Prof. Dr. M.Öcal Oğuz

BOZOK YAZILARI

YOZGATLI ŞAİRLER MÜZESİ VE SABAHATTİN ALİ

Yozgatlı Hüzni’nin (1879-1936) ömrünün son dönemini geçirdiği evini bu sütunlardan yapmış olduğumuz öneriyi benimseyerek “Yozgatlı Şairler Müzesi” olarak açmayı planlayan Yozgat Belediyesi’nin çalışmaları hangi aşamada bilmiyorum ama bu müzenin Yozgat doğumlu şairlerle sınırlanmaması gerektiğini, hayatı veya sanatı bir biçimde Yozgat’la kesişen şair ve yazarları da içermesi gerektiğini düşünüyorum. Örneğin Saat Kulesi ve Yozgat Çamlığındaki Beş Çamların Kerem İle Aslı hikâyesinde yer alış efsanesi olmak üzere şiirlerinde Yozgat’a yer veren Arif Nihat Asya bu tür sanat adamlarından biridir.

Bu gibi şair ve yazarlardan biri de Sabahattin Ali’dir (1907-1948). “Başın öne eğilmesin aldırma gönül aldırma” , “Benim meskenim dağlardır”, “Beni sarar melankoli”, “Geçmiyor günler geçmiyor” , “Öpmeye kıyamadığım”, “Ben gene sana vurgunum”, “Taze gelin gibi süzülür Çakır” gibi dizeleri dilden dile dolaşarak anonimleşen şiirleri başta olmak üzere onlarca bestelenmiş şiiri olan, “Kuyucaklı Yusuf” , “İçimizdeki Şeytan” ve “Kürk Mantolu Madonna” romanlarının ve konusu Yozgat’la da ilişkili olan “Ses” öyküsünün yazarı Sabahattin Ali, 41 yaşında trajik bir sonla yaşama veda etmiştir. Sabahattin Ali 1927-28 yıllarında bir yıl Yozgat’ta öğretmenlik yapmış, büyük olasılıkla “Ses” öyküsünü oluşturan halk şiiri ve şairi temasını burada gözlemlemiştir.
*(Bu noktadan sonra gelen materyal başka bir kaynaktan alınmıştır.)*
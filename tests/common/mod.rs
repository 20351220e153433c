// tests/common/mod.rs
//! Scripted network and clock capabilities shared by the integration tests.

#![allow(dead_code)]

use async_trait::async_trait;
use leafpad::{
    ClientConfig, ConfigOverrides, ContentService, Timer, Transport, TransportError,
    TransportResponse,
};
use parking_lot::Mutex;
use reqwest::header::HeaderMap;
use serde_json::{json, Value};
use std::collections::VecDeque;
use std::sync::Arc;
use std::time::Duration;

/// One scripted transport outcome.
#[derive(Debug, Clone)]
pub enum Step {
    /// Answer with this status and body.
    Respond(u16, String),
    /// Fail before any response arrives.
    Fail(String),
    /// Never answer.
    Hang,
}

impl Step {
    pub fn ok(body: Value) -> Self {
        Step::Respond(200, body.to_string())
    }

    pub fn status(status: u16) -> Self {
        Step::Respond(status, String::new())
    }
}

/// Replays [`Step`]s in order and records every requested URL.
#[derive(Default)]
pub struct ScriptedTransport {
    steps: Mutex<VecDeque<Step>>,
    requests: Mutex<Vec<String>>,
}

impl ScriptedTransport {
    pub fn new(steps: impl IntoIterator<Item = Step>) -> Arc<Self> {
        Arc::new(Self {
            steps: Mutex::new(steps.into_iter().collect()),
            requests: Mutex::new(Vec::new()),
        })
    }

    pub fn requests(&self) -> Vec<String> {
        self.requests.lock().clone()
    }

    pub fn calls(&self) -> usize {
        self.requests.lock().len()
    }
}

#[async_trait]
impl Transport for ScriptedTransport {
    async fn get(
        &self,
        url: &str,
        _headers: &HeaderMap,
    ) -> Result<TransportResponse, TransportError> {
        self.requests.lock().push(url.to_string());
        let step = self.steps.lock().pop_front();
        match step {
            Some(Step::Respond(status, body)) => Ok(TransportResponse::new(status, body)),
            Some(Step::Fail(message)) => Err(TransportError::Network(message)),
            Some(Step::Hang) => std::future::pending().await,
            None => panic!("transport script exhausted at {}", url),
        }
    }
}

/// A clock that never really waits.
///
/// The request deadline either never fires or fires at once (`expiring`).
/// Backoff waits are recorded and complete at once.
#[derive(Default)]
pub struct FakeTimer {
    deadline_expires: bool,
    waits: Mutex<Vec<Duration>>,
}

impl FakeTimer {
    pub fn new() -> Arc<Self> {
        Arc::new(Self::default())
    }

    pub fn expiring() -> Arc<Self> {
        Arc::new(Self {
            deadline_expires: true,
            ..Self::default()
        })
    }

    pub fn waits(&self) -> Vec<Duration> {
        self.waits.lock().clone()
    }
}

#[async_trait]
impl Timer for FakeTimer {
    async fn sleep(&self, duration: Duration) {
        self.waits.lock().push(duration);
    }

    async fn deadline(&self, _duration: Duration) {
        if !self.deadline_expires {
            std::future::pending::<()>().await;
        }
    }
}

/// A service for organization `acme` with default settings.
pub fn service(transport: Arc<ScriptedTransport>, timer: Arc<FakeTimer>) -> ContentService {
    service_with(ConfigOverrides::default(), transport, timer)
}

/// A service for organization `acme` with `overrides` applied.
pub fn service_with(
    overrides: ConfigOverrides,
    transport: Arc<ScriptedTransport>,
    timer: Arc<FakeTimer>,
) -> ContentService {
    let config = ClientConfig::resolve("acme", overrides).expect("config should resolve");
    ContentService::with_capabilities(config, transport, timer)
        .expect("endpoint should parse")
}

pub fn organization_json() -> Value {
    json!({ "id": "org_1", "name": "Acme", "slug": "acme" })
}

pub fn item_json(id: u64, parent_id: Option<u64>) -> Value {
    json!({
        "id": id,
        "name": format!("Page {}", id),
        "slug": format!("page-{}", id),
        "createdAt": "2024-05-01T10:00:00Z",
        "updatedAt": "2024-05-01T10:00:00Z",
        "published": true,
        "parentId": parent_id,
        "hasChildren": false,
        "tags": [],
        "organization": organization_json(),
        "createdByUser": { "name": "Ada", "image": "https://leafpad.io/ada.png" }
    })
}

pub fn listing_json(items: Vec<Value>) -> Value {
    let count = items.len();
    json!({
        "posts": items,
        "pagination": {
            "page": 1,
            "limit": 10,
            "totalCount": count,
            "totalPages": 1,
            "hasNext": false,
            "hasPrev": false
        },
        "organization": organization_json()
    })
}
// src/api/mod.rs
//! Leafpad API interaction: the ability to retrieve content for an organization.
//!
//! The network and the clock are capabilities handed to the fetcher, so the
//! retry and timeout policy can run against scripted fakes in tests.

pub mod client;
pub mod fetcher;
pub mod parser;
pub mod request;
pub mod service;

use crate::error::TransportError;
use reqwest::header::HeaderMap;
use std::time::Duration;

/// A received HTTP response, body already read.
#[derive(Debug, Clone, PartialEq, Eq)]
pub struct TransportResponse {
    pub status: u16,
    /// Canonical reason phrase for the status, empty when unknown.
    pub reason: String,
    pub body: String,
}

impl TransportResponse {
    pub fn new(status: u16, body: impl Into<String>) -> Self {
        let reason = reqwest::StatusCode::from_u16(status)
            .ok()
            .and_then(|code| code.canonical_reason())
            .unwrap_or_default()
            .to_string();
        Self {
            status,
            reason,
            body: body.into(),
        }
    }

    pub fn is_success(&self) -> bool {
        (200..300).contains(&self.status)
    }
}

/// The ability to perform one HTTP GET round-trip.
///
/// Implementations report non-2xx statuses as ordinary responses; only
/// failures to get a response at all are errors.
#[async_trait::async_trait]
pub trait Transport: Send + Sync {
    async fn get(&self, url: &str, headers: &HeaderMap)
        -> Result<TransportResponse, TransportError>;
}

/// The ability to wait. Dropping the returned future cancels the wait.
#[async_trait::async_trait]
pub trait Timer: Send + Sync {
    /// A backoff wait between attempts.
    async fn sleep(&self, duration: Duration);

    /// The request deadline. Armed once per call; a plain sleep by default.
    async fn deadline(&self, duration: Duration) {
        self.sleep(duration).await
    }
}

// Re-export the public interface
pub use client::{ReqwestTransport, TokioTimer};
pub use fetcher::{RequestOptions, ResilientFetcher};
pub use request::{ItemOptions, ListOptions};
pub use service::ContentService;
Öyküye göre, anlatıcının bindiği kanyon Beyşehir-Konya yolunda arızalanır. Anlatıcı da (Sabahattin Ali) yolcularla birlikte bozulan araçtan iner ve etrafı dinler. Uzaktan bağlama sesi gelmektedir ve yanık bir ses türkü söylemektedir. Sabahattin Ali, Han Duvarları’nda “Maraşlı Şeyh oğlu Satılmış”ı konuşturan Faruk Nafiz Çamlıbel gibi, yanık sesli “Sivaslı Ali”yi konuşturur. Aslında Sivaslı Ali’yi ses veren Sabahattin Ali’dir:

Döndüm daldan düşen kuru yaprağa Seher yeli dağıt beni kır beni

Sabahattin Ali’nin dört dörtlükten oluşan ve bu şiiri herkesin bildiği gibi günümüzün meşhur bestelerinden biridir. Öykünün ilerleyen bölümlerinde Sivaslı Ali konservatuara çağrılır ve sınava tabi tutulur. Piyano eşliğinde nota bilgisi öğrenilmek istenen Sivaslı Ali, güzel sesli olmasına, herkesin hayranlığını kazanmasına rağmen sınavı kaybeder.

Sabahattin Ali’nin Sivaslı Ali’nin söylediği türkü olarak bir mısraını öyküsüne aldığı bu şiir dört dörtlükten oluşan bir koşmadır:

Bir haber yolladım canan eline

Yozgatlılar arasında “Canan Eli Bozlağı” olarak meşhur olan bu şiir, Âşık Nazî (1869-1902) tarafından söylenmiştir ve bu mısraın geçtiği dörtlük şöyledir:

Bir selam gönderdim canan eline

Acep şu günlerde oluşar m’ola

Bülbül de hasrettin gonca gülüne

Kavuşur da bir kez ötüşür m’ola

Sabahattin Ali’yi bir halk şairinin kendi doğası içinde çok güzel ve başarılı duran türkü söyleme tekniğinin, Batı tarzı bir ortamda ne denli yanlış anlaşıldığını vurgulayan bu öyküsü için bu şiiri ve şairini seçmesi önemlidir.

Neden önemlidir sorusuna şu yanıtlar verilebilir: Her şeyden önce Nazî’nin koşmasının Sabahattin Ali’nin de tanıklığında 1920’li yılladın sonunda anonimleşmiş olarak mahalli sanatçılar tarafından söylendiğini göstermektedir. İkincisi, sanat başarısı ve öykücülükteki ustalığı kanıtlanmış Sabahattin Ali gibi bir yazarın bu koşmayı ve bağlamını bir öyküsüne konu olarak seçmesidir.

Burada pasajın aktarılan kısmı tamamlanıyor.